Me doy cuenta al toque porque los libros, especie celosa y buchona, te canta cuando la relación es de más de dos. Miro de reojo y ahí están, parados al lado de mi asiento, como colgados del caño y apoyando la cabeza en el antebrazo. El tren se mueve pero los dos voyeurs literarios se las ingenian para seguir la lectura a casi medio metro.

Mi libro está para devorárselo de un saque y no dejarle ni las migas. Está en inglés fácil y lo leo más que nada tipo ejercicio para no perderle el ritmo al idioma. No sé a qué altura los dos amigos se acoplaron a la lectura de lejos pero lo mismo respeto esa especie de acuerdo tácito para hacerles el aguante y bancar unos segundos antes de dar vuelta la página.

Cada tanto levanto la vista y hago que trato de ver en qué estación estamos. Los dos lectores okupas hacen gala de sus reflejos y corren la vista casi al mismo tiempo. Vuelvo la mirada al libro, la vuelven ellos.

Seguimos así un rato hasta que me canso de leer y me canso también de esas miradas que siento como un láser que va a atravesar la página. Sin mirarlos, hago un gesto con las manos como pidiendo perdón por la interrupción, guardo el libro y pelo cuaderno arte de los más grandes, que lo tengo cero ka eme.

Encaro la hoja en blanco y arranco por el título, bien grande y en imprenta mayúscula.

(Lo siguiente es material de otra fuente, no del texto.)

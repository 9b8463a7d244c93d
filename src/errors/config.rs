// Copyright (c) 2025 Steve Wagner (ciroque@live.com)
// SPDX-License-Identifier: MIT

use std::path::PathBuf;
use thiserror::Error;

/// Errors that can occur while loading or validating engine configuration
#[derive(Error, Debug)]
pub enum ConfigError {
    #[error("Failed to read config file '{path}': {source}")]
    Read {
        path: PathBuf,
        #[source]
        source: std::io::Error,
    },

    #[error("Failed to parse config: {0}")]
    Parse(#[from] serde_yaml::Error),

    /// The device synchronization timeout must allow at least one wait
    #[error("device_sync_timeout_ms must be greater than zero")]
    ZeroSyncTimeout,

    /// Two software devices share a name, making name-based selection ambiguous
    #[error("Duplicate software device name: '{0}'")]
    DuplicateDeviceName(String),

    /// The workload allow-list names a workload that is not built in
    #[error("Unknown workload in allow-list: '{0}'")]
    UnknownWorkload(String),
}
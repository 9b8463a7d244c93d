// Copyright (c) 2025 Steve Wagner (ciroque@live.com)
// SPDX-License-Identifier: MIT

//! Centralized message types for structured logging.
//!
//! Each message is a small struct borrowing the values it reports. `Display`
//! renders the human-readable line; [`StructuredLog`] emits it at the right
//! level with every field attached as a structured tracing field.
//!
//! # Organization
//!
//! * `engine` - worker lifecycle, command outcomes, viewport and frame events
//! * `device` - instance creation, enumeration and device selection
//! * `workload` - workload start, failure and close
//! * `preferences` - loading and persisting user preferences
//!
//! # Usage Pattern
//!
//! ```rust
//! use kiln::observability::messages::engine::ViewportResized;
//! use kiln::observability::messages::StructuredLog;
//!
//! ViewportResized {
//!     width: 800,
//!     height: 600,
//! }
//! .log();
//! ```

use tracing::Span;

pub mod device;
pub mod engine;
pub mod preferences;
pub mod workload;

/// A log message that knows its own level and structured fields.
pub trait StructuredLog {
    /// Emit the message as a tracing event.
    fn log(&self);

    /// Open a span carrying the message's fields.
    fn span(&self, name: &str) -> Span;
}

A BRIEF ARTICLE ABOUT ARGENTINIANS.

La reacción es automática. Los dos curiosos ahora son cuatro, y codean a un quinto que se va arrimando al fogón. Le meten tanta expectativa a la cosa que casi que le sacan chispas a la hoja. Ya tengo la atención de los cinco -tres ellos y dos ellas- y me lustro al mango la neurona que no tengo de vacaciones para sacarle todo el jugo a esta suerte de bloggerismo en vivo. Le tengo que poner garra a la traducción porque, además de que no se me cae ni un poco de pinta de yanqui, cualquier señal de spanglish me puede mandar en cana.

La primera caricia es para ellas.

Lo que más me sorprendió de este país son las mujeres.

Hago una pausa y simulo reflexión. Son treinta o cuarenta segundos en los que armo la frase mentalmente. La platea femenina se pone ansiosa. Me pongo en modo telepatía y puedo escuchar ese 'dale, gringo, qué tenés para opinar sobre nosotras'.

La mayoría de ellas son medianamente lindas, pero el encanto se pierde cuando no hacen otra cosa que tratar de demostrar que son lindas. Les encanta llamar la atención constantemente. Si fueran la mitad de espléndidas de lo que se creen estarían varios pasos adelante con respecto a las mujeres del resto del mundo.

Murmullos para adentro. Ninguna de las dos puede evitar mirarse en la ventana grande del vagón y acomodarse el pelo.

Son soberbias y envidiosas. Les gusta que les digan cosas lindas pero no aguantan el menor reproche. Las mujeres argentinas son insoportables.

Termino de escribir eso y no puedo reprimir un movimiento circular de cabeza, esos que salen cuando pinta contractura, y aprovecho para un paneo rapidísimo. De parte de ellas, otra vez el desvío inmediato de la mirada pero esta vez con un resoplido de suficiencia y de 'quién se cree que es este flaco'. Lo que viene, lo que viene, es el centro para ellos.

Los hombres argentinos son de lo más pedante que me tocó ver en las docenas de países que recorrí.

Una de las mujeres codea al pibe que está con ella onda también hay para ustedes, eh.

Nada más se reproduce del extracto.